• _YOUR GOAL_: Below are some records; copy each line in them that contains "floor".

• _GIVEN ENTRIES_:
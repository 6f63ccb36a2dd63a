//! Procedural road generation
//!
//! Each new segment is placed from the previous one alone, so the road is a
//! Markov chain of segments. Placement keeps at least `min_gap_width` of
//! horizontal overlap between the two, which always leaves a path for the
//! car into the next segment.

use rand::Rng;

use super::config::GameConfig;
use super::types::Segment;

/// Inclusive uniform integer draw between two real bounds, rounded inwards
fn random_int_between<R: Rng>(rng: &mut R, min: f32, max: f32) -> f32 {
    let low = min.ceil() as i32;
    let high = max.floor() as i32;
    debug_assert!(low <= high, "empty draw range [{min}, {max}]");
    rng.random_range(low..=high.max(low)) as f32
}

/// Decide on which side of `previous` the next segment goes
///
/// Near a screen edge the side is forced back towards the middle. The left
/// edge is checked first and wins if both apply.
fn place_left_of<R: Rng>(previous: &Segment, config: &GameConfig, rng: &mut R) -> bool {
    let margin = config.edge_margin();
    let coin = rng.random_bool(0.5);

    if previous.top_left_x <= margin {
        false
    } else if config.screen_width - previous.top_right_x <= margin {
        true
    } else {
        coin
    }
}

/// Generate the segment that sits directly above `previous`
pub fn generate_segment<R: Rng>(
    previous: &Segment,
    config: &GameConfig,
    rng: &mut R,
) -> Segment {
    let prev_half_width = previous.half_width();
    let width = random_int_between(rng, config.min_road_width, config.max_road_width);

    let (top_left_x, top_right_x) = if place_left_of(previous, config, rng) {
        let top_right_x = random_int_between(
            rng,
            previous.top_left_x + config.min_gap_width,
            previous.top_left_x + prev_half_width,
        );
        (top_right_x - width, top_right_x)
    } else {
        let top_left_x = random_int_between(
            rng,
            previous.top_left_x + prev_half_width,
            previous.top_right_x - config.min_gap_width,
        );
        (top_left_x, top_left_x + width)
    };

    let road_height = config.road_height();
    Segment::new(
        top_left_x,
        top_right_x,
        previous.top_y - road_height,
        road_height,
    )
}

/// The oversized first segment of every run
///
/// Centred on the screen with its bottom edge on the bottom of the screen,
/// so the car starts well inside it.
pub fn runway_segment(config: &GameConfig) -> Segment {
    let half_width = config.runway_width() / 2.0;
    let center = (config.screen_width / 2.0).floor();
    let height = config.runway_height();
    Segment::new(
        center - half_width,
        center + half_width,
        config.screen_height - height,
        height,
    )
}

• _SOLUTION FOR THIS EXERCISE_:
    let high = max.floor() as i32;
    let center = (config.screen_width / 2.0).floor();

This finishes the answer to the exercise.